マンネンロウローズマリーだが、嫌いな人はいないだろう?」


 みんなが首肯するとノギはお茶を配り、自身も容器を手にして執務席に座った。


「私の好みですまないが、遠慮せずに飲んでくれ」


「いやあ、わざわざありがとうございます」


 ハルトシに続いて三人も礼を口にするとマンネンロウを飲み始める。


 マンネンロウ。キヨラの出身地では〈万年郎〉とも書き、永遠の若者を意味する。その名前通り高い抗酸化作用があり、老化防止に効果があるとされていた。さらに、すっきりした爽やかな香りと味わいが集中力を高める。

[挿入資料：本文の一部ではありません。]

use crate::{
    common::logging::{self},
    config::LurkConfig,
    net::tcp::LurkTcpListener,
    state::SharedState,
};
use anyhow::Result;
use async_listen::is_transient_error;
use log::{error, info, warn};
use std::{net::SocketAddr, sync::Arc, time::Duration};
use tokio::{net::TcpStream, signal, time::sleep};
use tokio_util::{sync::CancellationToken, task::TaskTracker};

pub mod mgmt;
pub mod socks5;

pub struct LurkServer {
    socks5_addr: SocketAddr,
    mng_addr: SocketAddr,
    require_auth: bool,
    state: Arc<SharedState>,
    task_tracker: TaskTracker,
    task_cancellation_token: CancellationToken,
}

impl LurkServer {
    /// Delay after a non-transient TCP acception failure, e.g. resource
    /// exhaustion.
    const DELAY_AFTER_ERROR_MILLIS: u64 = 500;

    pub fn new(config: &LurkConfig) -> Result<LurkServer> {
        Ok(LurkServer {
            socks5_addr: config.socks5_bind_addr(),
            mng_addr: config.mng_bind_addr(),
            require_auth: config.require_auth(),
            state: SharedState::new(crate::config::DEFAULT_COPY_CHUNK_CAP),
            task_tracker: TaskTracker::new(),
            task_cancellation_token: CancellationToken::new(),
        })
    }

    pub async fn run(&self) -> Result<()> {
        let socks5_listener = LurkTcpListener::bind(self.socks5_addr).await?;
        let mng_listener = LurkTcpListener::bind(self.mng_addr).await?;
        info!("SOCKS5 listening on {}, management listening on {}", socks5_listener.local_addr(), mng_listener.local_addr());

        loop {
            tokio::select! {
                accepted = socks5_listener.accept() => match accepted {
                    Ok((stream, peer_addr)) => self.on_socks5_connection(stream, peer_addr, socks5_listener.local_addr()),
                    Err(err) => self.on_tcp_acception_error(err).await,
                },
                accepted = mng_listener.accept() => match accepted {
                    Ok((stream, peer_addr)) => self.on_mgmt_connection(stream, peer_addr),
                    Err(err) => self.on_tcp_acception_error(err).await,
                },
                _ = signal::ctrl_c() => {
                    info!("Received Ctrl+C. Gracefully tearing down ...");
                    self.on_shutdown_requested();
                    break
                }
            }
        }

        self.task_tracker.wait().await;

        Ok(())
    }

    async fn on_tcp_acception_error(&self, err: anyhow::Error) {
        logging::log_tcp_acception_error!(err);

        if let Some(err) = err.downcast_ref::<std::io::Error>() {
            if !is_transient_error(err) {
                sleep(Duration::from_millis(LurkServer::DELAY_AFTER_ERROR_MILLIS)).await;
            }
        }
    }

    fn on_socks5_connection(&self, stream: TcpStream, peer_addr: SocketAddr, local_addr: SocketAddr) {
        logging::log_tcp_established_conn!(peer_addr, "SOCKS5");

        let token = self.task_cancellation_token.clone();
        let require_auth = self.require_auth;
        let state = Arc::clone(&self.state);

        self.task_tracker.spawn(async move {
            tokio::select! {
                res = socks5::handle_connection(stream, peer_addr, local_addr, require_auth, state) => {
                    if let Err(err) = res {
                        logging::log_tcp_closed_conn_with_error!(peer_addr, "SOCKS5", err);
                    } else {
                        logging::log_tcp_closed_conn!(peer_addr, "SOCKS5");
                    }
                },
                _ = token.cancelled() => {
                    logging::log_tcp_canceled_conn!(peer_addr, "SOCKS5");
                }
            }
        });
    }

    fn on_mgmt_connection(&self, stream: TcpStream, peer_addr: SocketAddr) {
        logging::log_tcp_established_conn!(peer_addr, "management");

        let token = self.task_cancellation_token.clone();
        let state = Arc::clone(&self.state);

        self.task_tracker.spawn(async move {
            tokio::select! {
                res = mgmt::handle_connection(stream, peer_addr, state) => {
                    if let Err(err) = res {
                        logging::log_tcp_closed_conn_with_error!(peer_addr, "management", err);
                    } else {
                        logging::log_tcp_closed_conn!(peer_addr, "management");
                    }
                },
                _ = token.cancelled() => {
                    logging::log_tcp_canceled_conn!(peer_addr, "management");
                }
            }
        });
    }

    fn on_shutdown_requested(&self) {
        self.task_tracker.close();
        self.task_cancellation_token.cancel();
    }
}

 ノギが好み、よく来客に出すお茶であることは有名だった。


「……それでは本題に入らせてもらおう」


 その言葉を聞いてハルトシたちがノギに目を向ける。


「今日、君たちに来てもらったのは他でもない。任務を頼みたかったからでね」


「はいー。私たち、今日は内勤の予定だったのですけれどー」


「ま、すまないと思っている。だが、たいした任務ではないから安心したまえ」


 ノギは一枚の紙片に目線を落とした。


「ヒカリヨの東門から街道を辿ると森林に入るのは知っているな?」


「はい。歩いて二時間ほどの距離でしたかね」


「数日前からその森に〈喰禍〉が出没しているとの情報があってね。その〈喰禍〉たちを討伐に行ってもらいたい」


「ヒカリヨ周辺に〈喰禍〉ですか? 珍しいですね」


 ヒカリヨは〈花の戦団〉本部の所在地だけあり、周辺の〈喰禍〉はほぼ掃討されている。ヒカリヨから徒歩で数時間の場所に〈喰禍〉が出現するのは稀有なことだ。


「うむ。〈喰禍〉の数は二十体ほどで、下級のものばかりだということだ。何かの拍子に迷い込んできたのかもしれん」


「つまりは、ヒカリヨ東の森林に出没している〈喰禍〉を討伐する任務というわけですね。その敵の規模も大きくはない。ま、簡単な話に思えますが」


「その通りだ。今から出かければ、運が良ければ昼過ぎには帰ってこられるだろう。今日の任務終わりと明日を休暇にするということで、手を打ってくれないか」


「……私は特に異論はありませんが?」


 キヨラがそれとなく一同を見渡す。まず同意の声を上げたのはハルトシだった。


「俺も、いいんじゃないかと思うけど」


「わたしも、仕方がないと思いますー。今日はまだ不運の兆しはありませんしー」


「みんながそう言うなら、ウタカもいいよ」


 ノギはその細い面に喜色を浮かべた。その眼鏡は再びずり落ちている。


「ありがたい。本音を言うと、君たち以外に動ける人間がいないのでね。助かるよ」


「そんなにみんな忙しいんですか?」


「ここ最近、各地で〈喰禍〉が活発化しているらしい。他の部隊も遠征をしている者が多くて、手が回っていないのが現状だ」


「はあ。それは、まあ、仕方がないですね」


「では、頼んだよ。私はこれから書類の整理があるから」


 そう言うと、ノギは机上に積まれている紙片に筆を走らせていく作業を始めた。


「それじゃあ、行ってきます」


「ごちそうさまでした」


「おいしかったですー」


「行ってきまーす」

 ノギはずれた眼鏡を気にもせず、騒々しく去っていく四人を見送っていた。